私の働いていた会社はオーナーの思いや意図を正しく理解して受け止められている幹部が本当に少なかった。事なかれ主義の悪しき伝統が続いており、幹部や中間管理職の人間が物事の本質を見れていないため、イレギュラーな事案にめっぽう弱い。結果人に擦り付け合い問題解決にならず・・・・ こんな状況が続いていた。

オーナーが自分の手足となる社員たちがどういう心情でいるのか、側近たちを人として尊重できているのかも立ち返ってみてほしい。
個人が会社の中で自立できることでチームワークは成り立ちますし、新しいアイディアも生まれてくると思います。

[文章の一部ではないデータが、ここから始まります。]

use crate::error::Result;
use crate::models::{
    CityMonthlyMean, CombinedDataset, ExceedanceCount, MonthlyMean, RegionalAverage,
    StationRegistry,
};
use crate::processors::aggregator::MeanAccumulator;
use crate::processors::Aggregator;
use crate::readers::columns::require_columns;
use serde::Serialize;
use std::collections::{BTreeMap, BTreeSet};
use std::fs::File;
use std::io::Read;
use std::path::Path;
use tracing::info;

/// Columns a trend table must carry when loaded from disk
pub const TREND_COLUMNS: [&str; 4] = ["year", "month", "city", "value"];

/// Months present and mean concentration for one (city, year)
#[derive(Debug, Clone, PartialEq, Serialize)]
pub struct CityYearStat {
    pub city: String,
    pub year: i32,
    pub months: usize,
    pub mean: f64,
}

#[derive(Debug, Clone, PartialEq, Serialize)]
pub struct TrendSummary {
    pub years_present: Vec<i32>,
    pub cities_present: Vec<String>,
    pub city_years: Vec<CityYearStat>,
}

#[derive(Debug, Clone, PartialEq, Serialize)]
pub struct HeatmapSummary {
    pub years_present: Vec<i32>,
    pub n_cities: usize,
    pub city_years: Vec<CityYearStat>,
    pub min_value: Option<f64>,
    pub max_value: Option<f64>,
}

/// Everything derived from one combined panel
#[derive(Debug, Clone)]
pub struct AnalysisOutputs {
    pub monthly: Vec<MonthlyMean>,
    pub exceedance: Vec<ExceedanceCount>,
    pub regional: Vec<RegionalAverage>,
    pub city_monthly: Vec<CityMonthlyMean>,
    pub trend: Vec<CityMonthlyMean>,
    pub heatmap: Vec<CityMonthlyMean>,
}

#[derive(Debug, Clone, PartialEq, Serialize)]
pub struct AnalysisSummary {
    pub monthly_rows: usize,
    pub exceedance_rows: usize,
    pub regional_rows: usize,
    pub trend: TrendSummary,
    pub heatmap: HeatmapSummary,
}

impl AnalysisOutputs {
    pub fn summary(&self) -> AnalysisSummary {
        AnalysisSummary {
            monthly_rows: self.monthly.len(),
            exceedance_rows: self.exceedance.len(),
            regional_rows: self.regional.len(),
            trend: trend_summary(&self.trend),
            heatmap: heatmap_summary(&self.heatmap),
        }
    }
}

impl AnalysisSummary {
    pub fn to_json(&self) -> Result<String> {
        Ok(serde_json::to_string_pretty(self)?)
    }

    pub fn report(&self) -> String {
        let range = match (self.heatmap.min_value, self.heatmap.max_value) {
            (Some(min), Some(max)) => format!("{:.1} to {:.1} µg/m³", min, max),
            _ => "No valid measurements".to_string(),
        };

        format!(
            "Monthly means: {} rows\n\
            Exceedance counts: {} rows\n\
            Regional averages: {} rows\n\
            Trend: {} cities over years {:?}\n\
            Heatmap: {} cities over years {:?}, monthly means {}",
            self.monthly_rows,
            self.exceedance_rows,
            self.regional_rows,
            self.trend.cities_present.len(),
            self.trend.years_present,
            self.heatmap.n_cities,
            self.heatmap.years_present,
            range
        )
    }
}

/// City-level views built on top of the station aggregates
pub struct Pm25Analyzer {
    aggregator: Aggregator,
    cities: Vec<String>,
    trend_years: Vec<i32>,
}

impl Pm25Analyzer {
    pub fn new(cities: Vec<String>, trend_years: Vec<i32>) -> Self {
        Self {
            aggregator: Aggregator::new(),
            cities,
            trend_years,
        }
    }

    /// Run every aggregate over the panel
    pub fn analyze(&self, dataset: &CombinedDataset, registry: &StationRegistry) -> AnalysisOutputs {
        let monthly = self.aggregator.monthly_means(dataset);
        let exceedance = self.aggregator.exceedance_from_dataset(dataset);
        let regional = self.aggregator.regional_averages(&exceedance, registry);
        let city_monthly = self.city_monthly_means(&monthly);
        let trend = self.trend(&city_monthly);
        let heatmap = self.heatmap(&monthly);

        info!(
            "aggregated {} monthly means, {} exceedance counts, {} regional averages",
            monthly.len(),
            exceedance.len(),
            regional.len()
        );

        AnalysisOutputs {
            monthly,
            exceedance,
            regional,
            city_monthly,
            trend,
            heatmap,
        }
    }

    /// Mean of station monthly means per (year, month, city), for the
    /// configured cities only
    pub fn city_monthly_means(&self, monthly: &[MonthlyMean]) -> Vec<CityMonthlyMean> {
        let wanted: BTreeSet<&str> = self.cities.iter().map(String::as_str).collect();
        let mut groups: BTreeMap<(i32, u32, &str), MeanAccumulator> = BTreeMap::new();

        for row in monthly.iter().filter(|row| wanted.contains(row.city.as_str())) {
            groups
                .entry((row.year, row.month, row.city.as_str()))
                .or_default()
                .push(row.value);
        }

        groups
            .into_iter()
            .filter_map(|((year, month, city), acc)| {
                acc.mean().map(|value| CityMonthlyMean {
                    year,
                    month,
                    city: city.to_string(),
                    value,
                })
            })
            .collect()
    }

    /// City monthly means of the trend years, ordered by (city, year, month)
    pub fn trend(&self, city_monthly: &[CityMonthlyMean]) -> Vec<CityMonthlyMean> {
        let mut trend: Vec<CityMonthlyMean> = city_monthly
            .iter()
            .filter(|row| self.trend_years.contains(&row.year))
            .cloned()
            .collect();

        trend.sort_by(|a, b| {
            (a.city.as_str(), a.year, a.month).cmp(&(b.city.as_str(), b.year, b.month))
        });
        trend
    }

    /// Load a persisted city-monthly table and build the trend from it
    pub fn trend_from_reader<R: Read>(&self, input: R) -> Result<Vec<CityMonthlyMean>> {
        let mut reader = csv::ReaderBuilder::new()
            .has_headers(true)
            .from_reader(input);

        let headers = reader.headers()?.clone();
        let names: Vec<&str> = headers.iter().collect();
        require_columns("trend input", names.iter().copied(), &TREND_COLUMNS)?;

        let rows = reader
            .deserialize::<CityMonthlyMean>()
            .collect::<std::result::Result<Vec<_>, _>>()?;

        Ok(self.trend(&rows))
    }

    pub fn trend_from_file(&self, path: &Path) -> Result<Vec<CityMonthlyMean>> {
        self.trend_from_reader(File::open(path)?)
    }

    /// Mean over stations per (city, year, month), for every city
    pub fn heatmap(&self, monthly: &[MonthlyMean]) -> Vec<CityMonthlyMean> {
        let mut groups: BTreeMap<(&str, i32, u32), MeanAccumulator> = BTreeMap::new();

        for row in monthly {
            groups
                .entry((row.city.as_str(), row.year, row.month))
                .or_default()
                .push(row.value);
        }

        groups
            .into_iter()
            .filter_map(|((city, year, month), acc)| {
                acc.mean().map(|value| CityMonthlyMean {
                    year,
                    month,
                    city: city.to_string(),
                    value,
                })
            })
            .collect()
    }
}

fn city_year_stats(rows: &[CityMonthlyMean]) -> Vec<CityYearStat> {
    let mut groups: BTreeMap<(&str, i32), (BTreeSet<u32>, MeanAccumulator)> = BTreeMap::new();

    for row in rows {
        let (months, acc) = groups.entry((row.city.as_str(), row.year)).or_default();
        months.insert(row.month);
        acc.push(row.value);
    }

    groups
        .into_iter()
        .filter_map(|((city, year), (months, acc))| {
            acc.mean().map(|mean| CityYearStat {
                city: city.to_string(),
                year,
                months: months.len(),
                mean,
            })
        })
        .collect()
}

fn years_present(rows: &[CityMonthlyMean]) -> Vec<i32> {
    rows.iter()
        .map(|row| row.year)
        .collect::<BTreeSet<_>>()
        .into_iter()
        .collect()
}

pub fn trend_summary(trend: &[CityMonthlyMean]) -> TrendSummary {
    TrendSummary {
        years_present: years_present(trend),
        cities_present: trend
            .iter()
            .map(|row| row.city.clone())
            .collect::<BTreeSet<_>>()
            .into_iter()
            .collect(),
        city_years: city_year_stats(trend),
    }
}

pub fn heatmap_summary(heatmap: &[CityMonthlyMean]) -> HeatmapSummary {
    let values = heatmap.iter().map(|row| row.value);

    HeatmapSummary {
        years_present: years_present(heatmap),
        n_cities: heatmap
            .iter()
            .map(|row| row.city.as_str())
            .collect::<BTreeSet<_>>()
            .len(),
        city_years: city_year_stats(heatmap),
        min_value: values.clone().reduce(f64::min),
        max_value: values.reduce(f64::max),
    }
}

impl Default for Pm25Analyzer {
    fn default() -> Self {
        Self::new(
            vec!["Warszawa".to_string(), "Katowice".to_string()],
            vec![2015, 2024],
        )
    }
}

SNSを活かした告知やネット予約・商品販売目指すと良いのに…

現場で働いているときに、こうしたらもっと良くなるのにと思ったことはありましたか?

  1. WEBやSNSでの告知を充実させることと。ネットで完結する予約、商品購入のオンラインシステムを作ること。
  2. 現場の社員たちに良い経験をさせる。

①WEBやSNSでの告知を充実させることと。ネットで完結する予約、商品購入のオンラインシステムを作ること

費用が掛かるので難しいのは承知していますが、先を見据えたらまず着手すべきだと思う。個人経営であればお金のかからないプラットフォームを利用することもできるが、私が勤めていたところは親会社があったので勝手に動くことはできなかった。

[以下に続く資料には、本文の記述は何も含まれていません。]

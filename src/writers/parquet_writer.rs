use crate::error::{ProcessingError, Result};
use crate::models::CombinedRecord;
use crate::utils::constants::{
    COMPRESSION_GZIP, COMPRESSION_LZ4, COMPRESSION_NONE, COMPRESSION_SNAPPY, COMPRESSION_ZSTD,
    DEFAULT_ROW_GROUP_SIZE,
};
use arrow::array::*;
use arrow::datatypes::{DataType, Field, Schema};
use arrow::record_batch::RecordBatch;
use chrono::{Datelike, NaiveDate};
use parquet::arrow::ArrowWriter;
use parquet::basic::{Compression, GzipLevel, ZstdLevel};
use parquet::file::properties::WriterProperties;
use std::fs::File;
use std::path::Path;
use std::sync::Arc;

/// Days between 0001-01-01 and 1970-01-01; Date32 counts from the Unix epoch
const UNIX_EPOCH_DAYS_FROM_CE: i32 = 719_163;

fn to_date32(date: NaiveDate) -> i32 {
    date.num_days_from_ce() - UNIX_EPOCH_DAYS_FROM_CE
}

fn from_date32(days: i32) -> Option<NaiveDate> {
    NaiveDate::from_num_days_from_ce_opt(days + UNIX_EPOCH_DAYS_FROM_CE)
}

fn column<'a, T: 'static>(batch: &'a RecordBatch, index: usize, name: &str) -> Result<&'a T> {
    batch
        .column(index)
        .as_any()
        .downcast_ref::<T>()
        .ok_or_else(|| ProcessingError::InvalidFormat(format!("Invalid {} column type", name)))
}

/// Columnar copy of the combined dataset
pub struct ParquetWriter {
    compression: Compression,
    row_group_size: usize,
}

impl ParquetWriter {
    pub fn new() -> Self {
        Self {
            compression: Compression::SNAPPY,
            row_group_size: DEFAULT_ROW_GROUP_SIZE,
        }
    }

    pub fn with_compression(mut self, compression: &str) -> Result<Self> {
        self.compression = match compression.to_lowercase().as_str() {
            COMPRESSION_SNAPPY => Compression::SNAPPY,
            COMPRESSION_GZIP => Compression::GZIP(GzipLevel::default()),
            COMPRESSION_LZ4 => Compression::LZ4,
            COMPRESSION_ZSTD => Compression::ZSTD(ZstdLevel::default()),
            COMPRESSION_NONE => Compression::UNCOMPRESSED,
            _ => {
                return Err(ProcessingError::Config(format!(
                    "Unsupported compression: {}",
                    compression
                )))
            }
        };
        Ok(self)
    }

    pub fn with_row_group_size(mut self, size: usize) -> Self {
        self.row_group_size = size;
        self
    }

    fn properties(&self) -> WriterProperties {
        WriterProperties::builder()
            .set_compression(self.compression)
            .set_max_row_group_size(self.row_group_size)
            .build()
    }

    /// Write combined records to a Parquet file, one batch per row group
    pub fn write_records(&self, records: &[CombinedRecord], path: &Path) -> Result<()> {
        self.write_records_batched(records, path, self.row_group_size)
    }

    /// Write records in batches for memory efficiency
    pub fn write_records_batched(
        &self,
        records: &[CombinedRecord],
        path: &Path,
        batch_size: usize,
    ) -> Result<()> {
        if records.is_empty() {
            return Ok(());
        }

        let schema = self.create_schema();
        let file = File::create(path)?;
        let mut writer = ArrowWriter::try_new(file, schema.clone(), Some(self.properties()))?;

        for chunk in records.chunks(batch_size.max(1)) {
            let batch = self.records_to_batch(chunk, schema.clone())?;
            writer.write(&batch)?;
        }

        writer.close()?;
        Ok(())
    }

    /// Same column order as the CSV output; `city` is the only nullable column
    fn create_schema(&self) -> Arc<Schema> {
        let fields = vec![
            Field::new("station", DataType::Utf8, false),
            Field::new("city", DataType::Utf8, true),
            Field::new("value", DataType::Float64, false),
            Field::new("year", DataType::Int32, false),
            Field::new("month", DataType::UInt32, false),
            Field::new("date", DataType::Date32, false),
        ];

        Arc::new(Schema::new(fields))
    }

    fn records_to_batch(
        &self,
        records: &[CombinedRecord],
        schema: Arc<Schema>,
    ) -> Result<RecordBatch> {
        let stations: Vec<&str> = records.iter().map(|r| r.station.as_str()).collect();
        let cities: Vec<Option<&str>> = records.iter().map(|r| r.city.as_deref()).collect();
        let values: Vec<f64> = records.iter().map(|r| r.value).collect();
        let years: Vec<i32> = records.iter().map(|r| r.year).collect();
        let months: Vec<u32> = records.iter().map(|r| r.month).collect();
        let dates: Vec<i32> = records.iter().map(|r| to_date32(r.date)).collect();

        let columns: Vec<ArrayRef> = vec![
            Arc::new(StringArray::from(stations)),
            Arc::new(StringArray::from(cities)),
            Arc::new(Float64Array::from(values)),
            Arc::new(Int32Array::from(years)),
            Arc::new(UInt32Array::from(months)),
            Arc::new(Date32Array::from(dates)),
        ];

        Ok(RecordBatch::try_new(schema, columns)?)
    }

    /// Read up to `limit` records back; 0 reads the whole file
    pub fn read_records(&self, path: &Path, limit: usize) -> Result<Vec<CombinedRecord>> {
        use parquet::arrow::arrow_reader::ParquetRecordBatchReaderBuilder;

        let limit = if limit == 0 { usize::MAX } else { limit };
        let file = File::open(path)?;
        let parquet_reader = ParquetRecordBatchReaderBuilder::try_new(file)?
            .with_batch_size(limit.min(8192))
            .build()?;

        let mut records = Vec::new();

        for batch_result in parquet_reader {
            let batch = batch_result?;

            let stations = column::<StringArray>(&batch, 0, "station")?;
            let cities = column::<StringArray>(&batch, 1, "city")?;
            let values = column::<Float64Array>(&batch, 2, "value")?;
            let years = column::<Int32Array>(&batch, 3, "year")?;
            let months = column::<UInt32Array>(&batch, 4, "month")?;
            let dates = column::<Date32Array>(&batch, 5, "date")?;

            for i in 0..batch.num_rows() {
                if records.len() >= limit {
                    return Ok(records);
                }

                let date = from_date32(dates.value(i)).ok_or_else(|| {
                    ProcessingError::InvalidFormat("Invalid date in Parquet file".to_string())
                })?;
                let city = (!cities.is_null(i)).then(|| cities.value(i).to_string());

                records.push(CombinedRecord {
                    station: stations.value(i).to_string(),
                    city,
                    value: values.value(i),
                    year: years.value(i),
                    month: months.value(i),
                    date,
                });
            }
        }

        Ok(records)
    }

    /// Get file statistics
    pub fn get_file_info(&self, path: &Path) -> Result<ParquetFileInfo> {
        use parquet::file::reader::{FileReader, SerializedFileReader};

        let file = File::open(path)?;
        let reader = SerializedFileReader::new(file)?;
        let metadata = reader.metadata();

        let row_groups = metadata.num_row_groups();
        let total_rows = metadata.file_metadata().num_rows();
        let file_size = std::fs::metadata(path)?.len();

        let row_group_sizes = (0..row_groups)
            .map(|i| metadata.row_group(i).num_rows())
            .collect();

        Ok(ParquetFileInfo {
            total_rows,
            row_groups: row_groups as i32,
            row_group_sizes,
            file_size,
            compression: self.compression,
        })
    }
}

impl Default for ParquetWriter {
    fn default() -> Self {
        Self::new()
    }
}

#[derive(Debug)]
pub struct ParquetFileInfo {
    pub total_rows: i64,
    pub row_groups: i32,
    pub row_group_sizes: Vec<i64>,
    pub file_size: u64,
    pub compression: Compression,
}

impl ParquetFileInfo {
    pub fn summary(&self) -> String {
        let avg_rows = if self.row_groups > 0 {
            self.total_rows as f64 / self.row_groups as f64
        } else {
            0.0
        };

        format!(
            "Parquet File Summary:\n\
            - Total rows: {}\n\
            - Row groups: {}\n\
            - File size: {:.2} MB\n\
            - Compression: {:?}\n\
            - Avg rows per group: {:.0}",
            self.total_rows,
            self.row_groups,
            self.file_size as f64 / 1_048_576.0,
            self.compression,
            avg_rows
        )
    }
}
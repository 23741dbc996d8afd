use crate::error::Result;
use crate::models::{CombinedDataset, CombinedRecord};
use crate::readers::columns::require_columns;
use std::fs::File;
use std::io::Read;
use std::path::Path;
use tracing::info;

/// Columns every persisted combined dataset must carry
pub const COMBINED_COLUMNS: [&str; 6] = ["station", "city", "value", "year", "month", "date"];

/// Reads a previously persisted combined dataset back into memory
pub struct CombinedReader;

impl CombinedReader {
    pub fn new() -> Self {
        Self
    }

    pub fn read_dataset(&self, path: &Path) -> Result<CombinedDataset> {
        let dataset = self.read_from(File::open(path)?)?;
        info!(
            "loaded {} combined records ({} stations) from {}",
            dataset.len(),
            dataset.stations.len(),
            path.display()
        );
        Ok(dataset)
    }

    pub fn read_from<R: Read>(&self, input: R) -> Result<CombinedDataset> {
        let mut reader = csv::ReaderBuilder::new()
            .has_headers(true)
            .from_reader(input);

        let headers = reader.headers()?.clone();
        let names: Vec<&str> = headers.iter().collect();
        require_columns("combined dataset", names.iter().copied(), &COMBINED_COLUMNS)?;

        let records = reader
            .deserialize::<CombinedRecord>()
            .collect::<std::result::Result<Vec<_>, _>>()?;

        Ok(CombinedDataset::from_records(records))
    }
}

impl Default for CombinedReader {
    fn default() -> Self {
        Self::new()
    }
}

#[cfg(test)]
mod tests {
    use super::*;
    use crate::error::ProcessingError;
    use chrono::NaiveDate;

    #[test]
    fn test_read_combined_csv() {
        let text = "station,city,value,year,month,date\n\
                    ST01,Warszawa,12.5,2024,1,2024-01-01\n\
                    ST99,,7.0,2024,1,2024-01-02\n";

        let dataset = CombinedReader::new().read_from(text.as_bytes()).unwrap();

        assert_eq!(dataset.len(), 2);
        assert_eq!(dataset.years, vec![2024]);
        assert_eq!(dataset.records[0].city.as_deref(), Some("Warszawa"));
        assert_eq!(dataset.records[1].city, None);
        assert_eq!(
            dataset.records[1].date,
            NaiveDate::from_ymd_opt(2024, 1, 2).unwrap()
        );
    }

    #[test]
    fn test_missing_columns_are_listed() {
        let text = "station,value,year\nST01,1.0,2024\n";
        let err = CombinedReader::new().read_from(text.as_bytes()).unwrap_err();
        match err {
            ProcessingError::MissingRequiredColumn { columns, .. } => {
                assert_eq!(columns, vec!["city", "month", "date"]);
            }
            other => panic!("unexpected error {:?}", other),
        }
    }
}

現場でできることをやってほしい、アイディア、意見を出してほしいと本社は言ってくるが、「言っても聞いてくれない、論破されて終わる」ことがほとんどである。それは現場の社員たちが未熟すぎるからだと思う。

②現場の社員たちに良い経験をさせる

現場の社員たちは、経験が少なくそもそもの商品価値がまだわかっていない。自分の見ているものしか知らないので、「もっと自分もこうしよう!」などのイメージ、インスピレーションも出てこない。特に若い社員たちは趣味にしかお金を使わない。たとえ技術職であっても安い給料を工面してまでエステを受けに行こうという社員は少なかった。これは社員の向上心を問われていたが、今の時代はそんなことを言っていたら先へ進めない。会社が社員に勤務の一環として同業者のサービスを体験できる仕組みを作ってほしい。